● WHAT TO PRODUCE
Among the records below, find the line that has "entries.iter().map(CatalogEntry::name).collect::<Vec<_>>()"; from there, give the lines again exactly, and stop after the line that has "in the configuration.".

Stored data entries
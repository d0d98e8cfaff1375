use std::io::Write;
use std::path::PathBuf;
use std::sync::Arc;
use std::time::Instant;

use anyhow::Result;
use clap::Parser;
use futures::StreamExt;
use log::info;

use mcpeer_agent::{AgentEvent, McpAgent};
use mcpeer_client::OpenAIClient;
use mcpeer_common::client::Config;
use mcpeer_tools::mcp::McpClient;

#[derive(Parser, Debug)]
#[command(author, version, about, long_about = None)]
struct Args {
    /// Base URL for the API endpoint
    #[arg(long, default_value = "http://localhost:8080/v1")]
    base_url: String,

    /// API key for authentication
    #[arg(long, default_value = "dummy")]
    api_key: String,

    /// Model to use for chat completion
    #[arg(long, default_value = "ggml-org/gpt-oss-120b-GGUF")]
    model: String,

    /// MCP configuration file (JSON, YAML or TOML)
    #[arg(long, default_value = "mcp.json")]
    config: PathBuf,

    /// The query to answer
    #[arg(long, default_value = "Which MCP tools can you use?")]
    query: String,

    /// Maximum number of model calls
    #[arg(long, default_value = "10")]
    max_steps: usize,
}

#[tokio::main]
async fn main() -> Result<()> {
    env_logger::init();
    let args = Args::parse();

    info!("Streaming MCP Agent Demo");
    info!("========================");
    info!("Base URL: {}", args.base_url);
    info!("Model: {}", args.model);
    info!("MCP config: {}", args.config.display());

    let config = Config::new("openai", &args.model)
        .with_base_url(&args.base_url)
        .with_api_key(&args.api_key);
    let llm = OpenAIClient::new(config)?;
    let client = Arc::new(McpClient::from_config_file(&args.config)?);

    let agent = McpAgent::builder(llm, client.clone())
        .max_steps(args.max_steps)
        .use_server_manager(true)
        .build();

    let start_time = Instant::now();
    let mut events = agent.astream(args.query.clone());
    while let Some(event) = events.next().await {
        match event? {
            AgentEvent::StepStarted { step, tools } => {
                info!("Step {step} with {} tools", tools.len());
            }
            AgentEvent::TextDelta { text, .. } => {
                print!("{text}");
                std::io::stdout().flush()?;
            }
            AgentEvent::ToolCall { call, server, .. } => {
                println!(
                    "\n> {} on {}",
                    call.function.name,
                    server.as_deref().unwrap_or("server manager")
                );
            }
            AgentEvent::ToolResult { output, is_error, .. } => {
                let marker = if is_error { "error" } else { "ok" };
                println!("< [{marker}] {} bytes", output.len());
            }
            AgentEvent::Finished(outcome) => {
                println!();
                info!("Finished after {} steps", outcome.steps());
            }
        }
    }

    client.close_all().await?;
    info!("Total time: {:.2}s", start_time.elapsed().as_secs_f64());

    Ok(())
}
//! Tools available to one run, grouped by server.

use std::collections::HashSet;
use std::sync::Arc;

use mcpeer_common::tools::Tool;
use mcpeer_tools::ToolImplementation;
use mcpeer_tools::mcp::{ExecutorAdapter, McpClient, ToolAdapter};

use crate::error::AgentError;

pub struct CatalogEntry {
    pub server: String,
    pub definition: Tool,
    pub tool: Arc<dyn ToolImplementation>,
}

impl CatalogEntry {
    pub fn name(&self) -> &str {
        &self.definition.function.name
    }
}

/// Which servers' tools are offered at a step.
#[derive(Debug, Clone, PartialEq, Eq)]
pub enum Scope {
    All,
    Server(String),
    /// Server manager tools only.
    Nothing,
}

pub struct ToolCatalog {
    servers: Vec<String>,
    entries: Vec<CatalogEntry>,
}

impl ToolCatalog {
    /// Connects the servers in scope and collects their tools, minus `disallowed`.
    ///
    /// MCP tools named like one of `reserved` are dropped so the reserved
    /// names stay unique in every request. With a fixed `server`, a
    /// connection failure ends the run; otherwise failing servers are skipped.
    pub async fn load(
        client: &McpClient,
        server: Option<&str>,
        disallowed: &HashSet<String>,
        reserved: &[&str],
    ) -> Result<Self, AgentError> {
        let names: Vec<String> = match server {
            Some(name) => vec![name.to_string()],
            None => client
                .config()
                .server_names()
                .into_iter()
                .map(ToString::to_string)
                .collect(),
        };

        let mut servers = Vec::new();
        let mut entries = Vec::new();
        for name in names {
            let tools = match ExecutorAdapter.create_tools(client, Some(&name)).await {
                Ok(tools) => tools,
                Err(e) if server.is_none() => {
                    log::warn!("Skipping MCP server '{name}': {e}");
                    continue;
                }
                Err(e) => return Err(AgentError::Connection(e)),
            };

            for tool in tools {
                let definition = tool.get_definition();
                if disallowed.contains(&definition.function.name) {
                    log::debug!("Tool '{}' is disallowed", definition.function.name);
                    continue;
                }
                if reserved.contains(&definition.function.name.as_str()) {
                    log::warn!(
                        "Ignoring tool '{}' of MCP server '{name}': the name is taken by the server manager",
                        definition.function.name
                    );
                    continue;
                }
                entries.push(CatalogEntry {
                    server: name.clone(),
                    definition,
                    tool,
                });
            }
            servers.push(name);
        }

        if entries.is_empty() {
            return Err(AgentError::NoTools);
        }
        log::info!(
            "Available tools: {:?}",
            entries.iter().map(CatalogEntry::name).collect::<Vec<_>>()
        );

        Ok(Self { servers, entries })
    }

    /// Connected servers in configuration order.
    pub fn servers(&self) -> &[String] {
        &self.servers
    }

    pub fn tool_count(&self, server: &str) -> usize {
        self.entries.iter().filter(|e| e.server == server).count()
    }

    /// Tools offered under `scope`, one per name.
    ///
    /// When two servers expose the same name, `preferred` wins, then the
    /// server listed first in the configuration.
    pub fn visible(&self, scope: &Scope, preferred: Option<&str>) -> Vec<&CatalogEntry> {
        let in_scope = |e: &&CatalogEntry| match scope {
            Scope::All => true,
            Scope::Server(server) => &e.server == server,
            Scope::Nothing => false,
        };

        let mut seen = HashSet::new();
        let mut visible = Vec::new();
        for entry in self.entries.iter().filter(in_scope) {
            if !seen.insert(entry.name()) {
                continue;
            }
            let chosen = preferred
                .and_then(|p| {
                    self.entries
                        .iter()
                        .filter(in_scope)
                        .find(|e| e.name() == entry.name() && e.server == p)
                })
                .unwrap_or(entry);
            visible.push(chosen);
        }
        visible
    }
}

● RESPONSE
            entries.iter().map(CatalogEntry::name).collect::<Vec<_>>()
        );

        Ok(Self { servers, entries })
    }

    /// Connected servers in configuration order.
    pub fn servers(&self) -> &[String] {
        &self.servers
    }

    pub fn tool_count(&self, server: &str) -> usize {
        self.entries.iter().filter(|e| e.server == server).count()
    }

    /// Tools offered under `scope`, one per name.
    ///
    /// When two servers expose the same name, `preferred` wins, then the
    /// server listed first in the configuration.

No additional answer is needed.